• Exercise instructions
Where in the listing does the string "matches" appear? Copy every line that holds it.

======

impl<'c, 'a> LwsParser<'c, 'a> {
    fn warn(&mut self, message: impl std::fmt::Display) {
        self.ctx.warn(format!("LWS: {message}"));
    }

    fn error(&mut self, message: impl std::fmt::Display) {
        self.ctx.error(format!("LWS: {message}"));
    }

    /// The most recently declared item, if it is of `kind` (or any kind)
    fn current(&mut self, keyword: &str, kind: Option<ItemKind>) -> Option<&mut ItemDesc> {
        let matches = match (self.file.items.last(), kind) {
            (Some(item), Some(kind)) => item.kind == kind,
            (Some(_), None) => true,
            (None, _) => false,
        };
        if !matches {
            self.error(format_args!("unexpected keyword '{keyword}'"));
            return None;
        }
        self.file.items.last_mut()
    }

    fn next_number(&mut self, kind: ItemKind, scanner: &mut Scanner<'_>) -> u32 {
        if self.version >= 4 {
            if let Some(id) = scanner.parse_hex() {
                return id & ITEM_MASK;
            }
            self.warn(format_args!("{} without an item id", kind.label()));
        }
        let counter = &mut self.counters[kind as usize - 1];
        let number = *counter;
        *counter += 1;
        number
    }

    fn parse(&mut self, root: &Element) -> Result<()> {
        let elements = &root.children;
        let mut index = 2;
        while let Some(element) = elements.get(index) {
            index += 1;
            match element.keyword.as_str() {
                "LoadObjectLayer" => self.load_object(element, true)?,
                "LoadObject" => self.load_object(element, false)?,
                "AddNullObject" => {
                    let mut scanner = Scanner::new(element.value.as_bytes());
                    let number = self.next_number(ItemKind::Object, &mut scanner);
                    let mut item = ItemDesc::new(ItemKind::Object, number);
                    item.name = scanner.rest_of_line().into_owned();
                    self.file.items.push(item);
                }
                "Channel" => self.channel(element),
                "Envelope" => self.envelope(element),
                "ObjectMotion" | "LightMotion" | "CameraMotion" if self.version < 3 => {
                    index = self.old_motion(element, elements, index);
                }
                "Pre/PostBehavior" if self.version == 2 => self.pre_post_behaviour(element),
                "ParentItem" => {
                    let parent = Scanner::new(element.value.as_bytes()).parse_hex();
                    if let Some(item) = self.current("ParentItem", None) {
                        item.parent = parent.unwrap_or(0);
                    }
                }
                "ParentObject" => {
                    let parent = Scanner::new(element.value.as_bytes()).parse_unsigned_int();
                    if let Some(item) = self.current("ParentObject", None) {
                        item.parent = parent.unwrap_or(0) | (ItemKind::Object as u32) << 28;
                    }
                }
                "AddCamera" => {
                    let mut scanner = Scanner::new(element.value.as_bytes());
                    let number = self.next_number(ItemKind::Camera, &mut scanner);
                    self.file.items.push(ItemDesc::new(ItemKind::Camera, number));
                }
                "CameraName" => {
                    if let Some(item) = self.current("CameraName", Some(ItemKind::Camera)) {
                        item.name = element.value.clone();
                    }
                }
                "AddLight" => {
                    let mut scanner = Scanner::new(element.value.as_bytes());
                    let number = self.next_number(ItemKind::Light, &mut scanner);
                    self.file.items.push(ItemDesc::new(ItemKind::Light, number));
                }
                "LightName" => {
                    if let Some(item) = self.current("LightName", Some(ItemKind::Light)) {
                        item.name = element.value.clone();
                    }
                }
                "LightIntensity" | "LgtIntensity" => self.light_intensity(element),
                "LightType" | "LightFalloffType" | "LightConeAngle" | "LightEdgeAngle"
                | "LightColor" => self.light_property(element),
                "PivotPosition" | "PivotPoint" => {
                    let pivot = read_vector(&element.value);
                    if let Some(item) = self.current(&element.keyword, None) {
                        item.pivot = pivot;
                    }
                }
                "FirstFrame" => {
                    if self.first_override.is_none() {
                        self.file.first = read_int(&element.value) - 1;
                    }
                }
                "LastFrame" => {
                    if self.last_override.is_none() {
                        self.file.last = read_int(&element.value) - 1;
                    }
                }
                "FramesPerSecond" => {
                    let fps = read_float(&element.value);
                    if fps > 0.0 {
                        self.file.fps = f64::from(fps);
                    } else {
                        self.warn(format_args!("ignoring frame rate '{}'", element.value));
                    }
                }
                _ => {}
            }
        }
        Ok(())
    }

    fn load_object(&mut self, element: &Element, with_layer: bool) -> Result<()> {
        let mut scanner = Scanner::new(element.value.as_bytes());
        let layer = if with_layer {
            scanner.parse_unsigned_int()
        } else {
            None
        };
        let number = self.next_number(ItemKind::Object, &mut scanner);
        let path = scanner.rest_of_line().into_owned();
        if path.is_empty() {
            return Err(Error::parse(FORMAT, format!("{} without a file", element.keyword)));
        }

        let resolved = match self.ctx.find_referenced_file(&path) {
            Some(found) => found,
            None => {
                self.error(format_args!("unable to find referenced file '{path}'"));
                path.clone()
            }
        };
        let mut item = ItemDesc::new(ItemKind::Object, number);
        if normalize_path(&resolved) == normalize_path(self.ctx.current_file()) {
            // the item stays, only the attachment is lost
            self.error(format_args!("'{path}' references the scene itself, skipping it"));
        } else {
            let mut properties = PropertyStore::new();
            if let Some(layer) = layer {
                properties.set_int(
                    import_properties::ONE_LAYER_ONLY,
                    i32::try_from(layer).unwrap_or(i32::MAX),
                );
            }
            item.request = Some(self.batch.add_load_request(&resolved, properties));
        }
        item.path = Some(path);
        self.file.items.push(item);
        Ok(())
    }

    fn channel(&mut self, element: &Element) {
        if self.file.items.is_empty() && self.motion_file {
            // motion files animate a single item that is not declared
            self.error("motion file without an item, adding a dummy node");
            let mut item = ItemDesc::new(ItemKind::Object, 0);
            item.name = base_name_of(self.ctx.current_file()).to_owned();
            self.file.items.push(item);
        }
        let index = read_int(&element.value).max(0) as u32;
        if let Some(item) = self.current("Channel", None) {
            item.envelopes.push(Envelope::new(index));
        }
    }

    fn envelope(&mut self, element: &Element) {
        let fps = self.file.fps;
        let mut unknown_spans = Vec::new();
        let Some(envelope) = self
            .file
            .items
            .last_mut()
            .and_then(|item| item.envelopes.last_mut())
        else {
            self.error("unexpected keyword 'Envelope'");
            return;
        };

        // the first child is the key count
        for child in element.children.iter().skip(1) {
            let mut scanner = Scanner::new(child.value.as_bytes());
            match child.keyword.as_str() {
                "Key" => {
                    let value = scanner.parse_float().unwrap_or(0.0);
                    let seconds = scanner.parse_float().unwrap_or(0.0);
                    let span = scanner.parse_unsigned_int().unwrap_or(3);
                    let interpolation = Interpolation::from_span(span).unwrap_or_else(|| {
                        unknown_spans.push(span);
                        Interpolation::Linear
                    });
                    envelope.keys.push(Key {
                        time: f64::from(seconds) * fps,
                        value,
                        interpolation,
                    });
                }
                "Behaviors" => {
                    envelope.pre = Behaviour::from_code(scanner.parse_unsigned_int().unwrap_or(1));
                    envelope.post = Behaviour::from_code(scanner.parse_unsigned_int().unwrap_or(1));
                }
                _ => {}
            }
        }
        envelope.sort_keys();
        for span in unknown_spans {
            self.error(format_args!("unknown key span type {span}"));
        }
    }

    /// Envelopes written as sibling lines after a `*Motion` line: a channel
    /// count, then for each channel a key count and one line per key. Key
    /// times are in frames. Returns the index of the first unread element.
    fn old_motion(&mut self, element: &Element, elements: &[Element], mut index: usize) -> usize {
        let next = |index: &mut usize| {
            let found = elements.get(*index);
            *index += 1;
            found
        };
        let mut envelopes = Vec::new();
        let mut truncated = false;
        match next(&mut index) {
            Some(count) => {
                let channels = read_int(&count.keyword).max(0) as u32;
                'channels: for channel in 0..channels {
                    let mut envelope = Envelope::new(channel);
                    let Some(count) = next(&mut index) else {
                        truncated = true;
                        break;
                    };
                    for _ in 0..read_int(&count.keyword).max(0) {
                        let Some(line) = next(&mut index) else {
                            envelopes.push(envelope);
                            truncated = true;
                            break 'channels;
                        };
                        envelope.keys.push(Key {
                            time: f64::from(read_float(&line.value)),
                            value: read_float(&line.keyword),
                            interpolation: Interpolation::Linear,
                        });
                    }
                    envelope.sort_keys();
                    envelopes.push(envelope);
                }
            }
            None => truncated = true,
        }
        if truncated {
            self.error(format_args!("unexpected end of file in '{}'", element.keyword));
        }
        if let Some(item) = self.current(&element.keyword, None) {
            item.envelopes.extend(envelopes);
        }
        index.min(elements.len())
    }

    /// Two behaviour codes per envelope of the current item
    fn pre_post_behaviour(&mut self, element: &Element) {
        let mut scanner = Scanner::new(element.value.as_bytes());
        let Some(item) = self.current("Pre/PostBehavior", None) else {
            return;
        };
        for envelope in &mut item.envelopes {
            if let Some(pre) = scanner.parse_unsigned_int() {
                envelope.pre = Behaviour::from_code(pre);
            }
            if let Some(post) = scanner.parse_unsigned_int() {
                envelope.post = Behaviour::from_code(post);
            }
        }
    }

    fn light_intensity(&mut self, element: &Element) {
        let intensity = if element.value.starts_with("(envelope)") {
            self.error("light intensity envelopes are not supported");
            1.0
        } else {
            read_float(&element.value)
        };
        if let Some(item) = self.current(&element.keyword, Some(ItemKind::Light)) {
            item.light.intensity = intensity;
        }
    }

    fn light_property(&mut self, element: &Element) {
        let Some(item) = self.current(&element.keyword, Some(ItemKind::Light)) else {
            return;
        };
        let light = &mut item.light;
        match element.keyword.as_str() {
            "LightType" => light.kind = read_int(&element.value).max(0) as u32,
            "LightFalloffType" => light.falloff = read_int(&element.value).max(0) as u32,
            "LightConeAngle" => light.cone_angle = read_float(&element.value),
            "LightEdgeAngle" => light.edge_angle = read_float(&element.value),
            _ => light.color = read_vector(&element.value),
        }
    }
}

======

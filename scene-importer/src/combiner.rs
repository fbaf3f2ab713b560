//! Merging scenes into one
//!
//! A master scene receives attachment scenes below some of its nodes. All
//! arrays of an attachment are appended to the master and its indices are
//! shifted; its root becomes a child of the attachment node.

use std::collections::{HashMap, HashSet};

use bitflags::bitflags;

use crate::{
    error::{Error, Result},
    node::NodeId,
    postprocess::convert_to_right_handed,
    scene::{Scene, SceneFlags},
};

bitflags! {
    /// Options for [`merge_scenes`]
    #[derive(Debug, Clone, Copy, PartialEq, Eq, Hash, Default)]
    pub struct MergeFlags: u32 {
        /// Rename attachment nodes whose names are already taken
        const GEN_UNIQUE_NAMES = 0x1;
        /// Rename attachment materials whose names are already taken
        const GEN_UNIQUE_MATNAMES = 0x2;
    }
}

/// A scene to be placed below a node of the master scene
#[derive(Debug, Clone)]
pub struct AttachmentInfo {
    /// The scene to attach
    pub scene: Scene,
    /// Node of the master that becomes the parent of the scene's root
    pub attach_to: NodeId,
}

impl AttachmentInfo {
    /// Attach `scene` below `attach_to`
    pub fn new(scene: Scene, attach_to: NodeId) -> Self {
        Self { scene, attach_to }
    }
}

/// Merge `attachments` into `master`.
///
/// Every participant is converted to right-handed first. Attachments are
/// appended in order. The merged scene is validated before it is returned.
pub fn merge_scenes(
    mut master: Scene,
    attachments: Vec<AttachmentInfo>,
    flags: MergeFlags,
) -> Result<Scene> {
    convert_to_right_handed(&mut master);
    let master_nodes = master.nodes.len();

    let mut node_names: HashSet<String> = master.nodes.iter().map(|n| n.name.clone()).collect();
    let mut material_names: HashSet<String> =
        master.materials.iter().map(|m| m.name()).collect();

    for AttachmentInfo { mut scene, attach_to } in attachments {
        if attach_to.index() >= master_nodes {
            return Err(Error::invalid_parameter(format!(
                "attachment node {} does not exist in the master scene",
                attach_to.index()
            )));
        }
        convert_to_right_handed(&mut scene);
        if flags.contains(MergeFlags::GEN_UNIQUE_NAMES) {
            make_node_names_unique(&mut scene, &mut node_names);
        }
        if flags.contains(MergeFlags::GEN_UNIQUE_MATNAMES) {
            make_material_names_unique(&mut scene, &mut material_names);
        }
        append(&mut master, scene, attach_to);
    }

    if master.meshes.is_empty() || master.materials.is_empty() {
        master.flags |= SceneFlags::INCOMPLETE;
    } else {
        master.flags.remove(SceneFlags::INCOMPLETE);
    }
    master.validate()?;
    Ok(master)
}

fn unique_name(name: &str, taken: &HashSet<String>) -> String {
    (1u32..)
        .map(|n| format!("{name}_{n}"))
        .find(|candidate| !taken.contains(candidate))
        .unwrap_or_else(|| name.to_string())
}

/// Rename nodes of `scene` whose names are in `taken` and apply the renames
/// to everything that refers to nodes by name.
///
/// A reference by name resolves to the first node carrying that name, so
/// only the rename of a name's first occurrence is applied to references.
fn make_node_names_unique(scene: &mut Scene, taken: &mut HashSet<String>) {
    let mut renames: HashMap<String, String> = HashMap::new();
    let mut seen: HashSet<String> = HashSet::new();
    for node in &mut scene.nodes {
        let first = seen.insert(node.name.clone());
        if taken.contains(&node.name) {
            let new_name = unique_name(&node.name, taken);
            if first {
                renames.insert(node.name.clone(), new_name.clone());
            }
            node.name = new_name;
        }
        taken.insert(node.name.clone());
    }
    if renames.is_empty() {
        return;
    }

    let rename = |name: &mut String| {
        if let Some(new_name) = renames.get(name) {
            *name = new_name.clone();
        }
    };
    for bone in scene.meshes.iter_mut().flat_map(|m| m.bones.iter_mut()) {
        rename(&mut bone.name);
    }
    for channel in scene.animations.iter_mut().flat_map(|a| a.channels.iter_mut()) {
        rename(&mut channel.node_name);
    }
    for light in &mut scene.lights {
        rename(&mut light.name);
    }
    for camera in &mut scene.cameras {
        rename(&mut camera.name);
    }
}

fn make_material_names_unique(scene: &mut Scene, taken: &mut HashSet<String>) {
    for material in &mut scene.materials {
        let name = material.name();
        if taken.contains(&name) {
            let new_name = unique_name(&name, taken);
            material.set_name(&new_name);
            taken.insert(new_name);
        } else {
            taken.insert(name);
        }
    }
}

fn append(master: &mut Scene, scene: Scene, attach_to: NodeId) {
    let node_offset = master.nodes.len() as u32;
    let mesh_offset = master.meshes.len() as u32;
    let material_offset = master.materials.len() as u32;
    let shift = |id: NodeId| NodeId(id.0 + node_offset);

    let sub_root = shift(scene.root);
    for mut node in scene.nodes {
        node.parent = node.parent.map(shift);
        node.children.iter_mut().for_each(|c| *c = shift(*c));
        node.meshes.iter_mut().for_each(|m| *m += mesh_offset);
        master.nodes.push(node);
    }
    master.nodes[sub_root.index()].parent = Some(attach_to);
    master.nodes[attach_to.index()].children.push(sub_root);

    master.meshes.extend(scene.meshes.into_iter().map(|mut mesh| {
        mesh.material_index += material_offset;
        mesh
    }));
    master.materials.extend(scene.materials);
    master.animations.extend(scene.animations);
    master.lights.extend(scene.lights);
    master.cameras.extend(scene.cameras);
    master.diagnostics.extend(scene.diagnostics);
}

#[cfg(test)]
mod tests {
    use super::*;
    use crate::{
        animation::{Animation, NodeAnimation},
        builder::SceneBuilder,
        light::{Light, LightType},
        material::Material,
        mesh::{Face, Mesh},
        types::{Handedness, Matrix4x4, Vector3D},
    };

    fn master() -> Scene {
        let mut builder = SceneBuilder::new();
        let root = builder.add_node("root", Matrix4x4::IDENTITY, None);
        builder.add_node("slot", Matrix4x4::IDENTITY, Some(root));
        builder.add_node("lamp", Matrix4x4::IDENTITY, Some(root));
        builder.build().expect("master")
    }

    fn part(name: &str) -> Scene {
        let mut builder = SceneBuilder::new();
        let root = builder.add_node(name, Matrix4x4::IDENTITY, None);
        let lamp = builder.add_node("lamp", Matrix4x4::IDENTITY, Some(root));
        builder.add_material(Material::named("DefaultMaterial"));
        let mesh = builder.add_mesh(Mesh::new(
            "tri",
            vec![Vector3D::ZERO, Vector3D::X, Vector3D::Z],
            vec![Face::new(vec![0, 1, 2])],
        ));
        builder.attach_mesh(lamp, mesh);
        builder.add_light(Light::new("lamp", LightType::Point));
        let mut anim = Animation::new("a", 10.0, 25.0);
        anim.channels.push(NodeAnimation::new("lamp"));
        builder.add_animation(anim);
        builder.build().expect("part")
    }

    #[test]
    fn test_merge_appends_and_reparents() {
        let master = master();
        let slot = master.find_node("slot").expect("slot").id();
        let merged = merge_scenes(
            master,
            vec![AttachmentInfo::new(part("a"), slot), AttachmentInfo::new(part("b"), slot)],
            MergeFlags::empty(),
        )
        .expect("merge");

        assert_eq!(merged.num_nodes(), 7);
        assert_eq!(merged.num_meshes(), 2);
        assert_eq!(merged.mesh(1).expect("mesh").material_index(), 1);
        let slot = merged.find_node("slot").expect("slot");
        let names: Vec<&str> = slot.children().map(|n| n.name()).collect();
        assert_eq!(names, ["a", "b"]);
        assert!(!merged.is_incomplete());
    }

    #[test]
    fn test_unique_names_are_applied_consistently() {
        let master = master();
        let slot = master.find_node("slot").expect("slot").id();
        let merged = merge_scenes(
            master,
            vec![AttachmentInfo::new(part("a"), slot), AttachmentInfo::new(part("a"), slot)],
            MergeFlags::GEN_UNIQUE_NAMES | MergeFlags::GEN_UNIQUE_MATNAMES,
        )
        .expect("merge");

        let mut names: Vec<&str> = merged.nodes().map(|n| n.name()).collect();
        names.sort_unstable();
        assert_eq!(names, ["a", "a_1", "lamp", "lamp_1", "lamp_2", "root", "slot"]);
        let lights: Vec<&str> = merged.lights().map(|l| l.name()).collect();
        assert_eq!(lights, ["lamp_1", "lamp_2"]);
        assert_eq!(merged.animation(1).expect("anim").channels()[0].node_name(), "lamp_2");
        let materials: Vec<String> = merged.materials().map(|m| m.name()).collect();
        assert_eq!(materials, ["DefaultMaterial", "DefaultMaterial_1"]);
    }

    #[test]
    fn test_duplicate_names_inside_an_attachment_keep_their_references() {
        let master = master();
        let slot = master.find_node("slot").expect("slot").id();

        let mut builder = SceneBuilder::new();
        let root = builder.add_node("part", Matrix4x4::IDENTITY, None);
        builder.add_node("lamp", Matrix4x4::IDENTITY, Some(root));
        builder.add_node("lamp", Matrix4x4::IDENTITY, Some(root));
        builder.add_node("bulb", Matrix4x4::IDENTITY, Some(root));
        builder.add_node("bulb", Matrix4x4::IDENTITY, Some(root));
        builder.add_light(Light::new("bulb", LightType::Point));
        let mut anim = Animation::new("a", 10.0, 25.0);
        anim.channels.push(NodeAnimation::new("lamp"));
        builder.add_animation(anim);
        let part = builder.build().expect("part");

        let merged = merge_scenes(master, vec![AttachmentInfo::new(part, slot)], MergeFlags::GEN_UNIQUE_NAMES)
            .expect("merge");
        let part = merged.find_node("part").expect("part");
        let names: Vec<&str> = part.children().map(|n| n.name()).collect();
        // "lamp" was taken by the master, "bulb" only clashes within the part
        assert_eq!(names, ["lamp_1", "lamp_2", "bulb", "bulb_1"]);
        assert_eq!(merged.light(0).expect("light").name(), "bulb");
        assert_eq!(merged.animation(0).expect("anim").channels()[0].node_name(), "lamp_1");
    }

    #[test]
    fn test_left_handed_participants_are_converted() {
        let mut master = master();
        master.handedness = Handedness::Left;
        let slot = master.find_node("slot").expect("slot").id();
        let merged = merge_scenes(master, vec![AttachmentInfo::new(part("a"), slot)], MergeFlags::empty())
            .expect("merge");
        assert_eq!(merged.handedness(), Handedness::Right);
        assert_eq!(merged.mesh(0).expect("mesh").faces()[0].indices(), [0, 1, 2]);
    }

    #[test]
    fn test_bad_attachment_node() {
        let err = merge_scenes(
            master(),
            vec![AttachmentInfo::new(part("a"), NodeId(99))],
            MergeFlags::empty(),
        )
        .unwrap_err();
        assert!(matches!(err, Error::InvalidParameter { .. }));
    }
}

======

• Exercise result
        let matches = match (self.file.items.last(), kind) {
        if !matches {
        assert!(matches!(err, Error::InvalidParameter { .. }));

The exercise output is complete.